ソーシャルメディア全盛の今、人生を自分の手で切り開き、好きなように生きるチャンスは誰にでもある。『なぜゴッホは貧乏で、ピカソは金持ちだったのか?』の著者・山口揚平さんと、『僕らの時代のライフデザイン』の著者・米田智彦さんが語り合う、もっと自由に、もっと豊かに生きるために知っておくべき「お金の正体」。
何より「好き」を優先し、
次に「食う」方法を考える
米田:僕たち2人、これまで辿った経歴はまったく違いますが、実はいろいろと共通項がありますよね。僕は1973年生まれで、山口さんは75年生まれとほぼ同世代。そのうえ職場も一緒だった。といっても、実は、新宿にあるシェアオフィス「HAPON」に入居している同士なんですけれど。今でもHAPONにはよくいらっしゃるんですか?
山口:たまに行っていますよ、月1くらいで。
米田:僕も立ち寄るのは月に2回くらいかな。そこで何度かすれ違って、ご挨拶はしていたんですけど、「いつか飯を食いましょう」とか「今度ゆっくりお話しましょう」と言ったまま、気がついたら1年が過ぎていました(笑)。
山口:なかなかお目にかかれなくて本当に失礼しました。でも、フェイスブックではずっとつながっていましたよね。この対談を前に米田さんとのやりとりを見直して、しみじみ振り返りました。いやあ、ここまでくるのは長かったなあ、と(笑)。

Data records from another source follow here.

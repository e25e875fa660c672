//! Word list loading utilities
//!
//! Reads word lists from files or embedded constants, keeping only entries
//! that can be played.

use std::fs;
use std::io;
use std::path::Path;

/// Length of every playable word
pub const WORD_LENGTH: usize = 5;

/// Normalize a raw list entry
///
/// Trims whitespace and upper-cases. Returns `None` unless the result is
/// exactly five ASCII letters.
///
/// # Examples
/// ```
/// use wordle_game::wordlists::loader::normalize;
///
/// assert_eq!(normalize(" crane "), Some("CRANE".to_string()));
/// assert_eq!(normalize("cran3"), None);
/// ```
#[must_use]
pub fn normalize(entry: &str) -> Option<String> {
    let word = entry.trim().to_ascii_uppercase();

    (word.len() == WORD_LENGTH && word.chars().all(|c| c.is_ascii_uppercase())).then_some(word)
}

/// Load words from a file, one per line
///
/// Invalid and blank lines are skipped.
///
/// # Errors
///
/// Returns an I/O error if the file cannot be read or opened.
pub fn load_from_file<P: AsRef<Path>>(path: P) -> io::Result<Vec<String>> {
    let content = fs::read_to_string(path)?;

    Ok(content.lines().filter_map(normalize).collect())
}

/// Convert an embedded string slice to owned words
///
/// # Examples
/// ```
/// use wordle_game::wordlists::loader::words_from_slice;
/// use wordle_game::wordlists::ANSWERS;
///
/// let words = words_from_slice(ANSWERS);
/// assert_eq!(words.len(), ANSWERS.len());
/// ```
#[must_use]
pub fn words_from_slice(slice: &[&str]) -> Vec<String> {
    slice.iter().filter_map(|s| normalize(s)).collect()
}

#[cfg(test)]
mod tests {
    use super::*;
    use std::io::Write;
    use tempfile::NamedTempFile;

    #[test]
    fn normalize_uppercases() {
        assert_eq!(normalize("crane"), Some("CRANE".to_string()));
        assert_eq!(normalize("CrAnE"), Some("CRANE".to_string()));
    }

    #[test]
    fn normalize_rejects_bad_entries() {
        assert_eq!(normalize(""), None);
        assert_eq!(normalize("shrt"), None);
        assert_eq!(normalize("toolong"), None);
        assert_eq!(normalize("cran!"), None);
        assert_eq!(normalize("cr ne"), None);
        assert_eq!(normalize("crâne"), None);
    }

    #[test]
    fn words_from_slice_skips_invalid() {
        let words = words_from_slice(&["crane", "toolong", "abc", "slate"]);
        assert_eq!(words, ["CRANE", "SLATE"]);
    }

    #[test]
    fn words_from_slice_empty() {
        let input: &[&str] = &[];
        assert!(words_from_slice(input).is_empty());
    }

    #[test]
    fn load_from_file_filters_lines() {
        let mut file = NamedTempFile::new().unwrap();
        write!(file, "apple\n  crane  \n\nab\nslate\n").unwrap();

        let words = load_from_file(file.path()).unwrap();

        assert_eq!(words, ["APPLE", "CRANE", "SLATE"]);
    }

    #[test]
    fn load_from_missing_file_errors() {
        assert!(load_from_file("does/not/exist.txt").is_err());
    }
}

米田:まあとにかく、この機会にお会いできて本当によかったです。山口さんのお書きになった新刊『なぜゴッホは貧乏で、ピカソは金持ちだったのか』読ませていただきましたよ。
山口:ありがとうございます。
米田:タイトルからして、面白いですよね。ピカソとゴッホって、比較対象としてもすごくいい。どっちも超有名で世界屈指の画家だけれど、ゴッホはずっと貧乏で悲惨で、一方のピカソは幸せな大金持ちだったという。ただこのタイトルから山口さんのご専門である貨幣論とか資本論というテーマには、すぐに結びつかないですよね。なぜこれに決めたんですか?
山口:本文中で触れる、「ピカソはなぜ現金ではなく小切手を使ったのか」とか「ピカソはなぜワインのラベルをタダで書いたのか」とか「ピカソはなぜ名前が長いのか」というエピソードをタイトルに引っ掛けることで、「お金の正体を知れば、僕たちはもっと自由になれる」という本のテーマを、より身近に感じてもらいたかったんです。
米田:そう、その「僕たちはもっと自由になれる」というテーマ、そこはまさに僕の新刊『僕らの時代のライフデザイン』とも関連があって。山口さんの本を実際に読ませていただいて驚いたんですが、僕の本のサブタイトル「自分でつくる自由でしなやかな働き方・暮らし方」と似てますよね。文中にも似た表現がよく出てくるなぁって。
山口:僕もそう思いました。米田さんがこの本を書いたきっかけは何だったんですか?
米田:このソーシャルメディアの時代をどう乗り越えていくべきかと考えたとき、実は働き方も生き方も選択肢はたくさんあって自由でいいんだと気づいたのが始まりでしたね。「こうふうにやれば成功できる」と押し付けるんじゃなくて……僕は本の中では「設定条件」という言葉を使っているんですが、読者一人一人の状況って違うわけで、僕のやり方を押し付けるものではないと思ったんですね。
だから、読者のみなさんにとって何かのヒントになれば、その選択肢を増やしたいと思って、1年間の「ノマド・トーキョー」という、いわばフィールドワークの中で出会った、人生を自由にデザインしている28人の事例とコメントを並べて紹介しています。そこから自分に合うものを取捨選択してもらえればいいな、と思って。
山口さんの場合は、ご自身の経験を元に組み立てた貨幣論、つまりフレームワークを論じるという方法を採っていますけど、基本的には「自由に生きるためにはどうすればいいか」を考えている点で僕らは共通していますよね。
山口:そうですね、共通の面白い友人たちも何人か出てきますし。米田さんは「フィールドワーク」、僕は「フレームワーク」について同時期に出る本で書いているんですね(笑)。彼らってみんな、まず楽しいことありきで、次にそれでなんとか食っていこうと思っているじゃないですか。僕は彼らのことを応援したいと思っているんです。僕自身も、「好き」か「食える」のどちらかといえば、間違いなくまず好きなことを優先しちゃうタイプですから。
米田:山口さんって元々コンサルティングの世界の人なのに、儲かることが最初にこないところが珍しいですよね(笑)。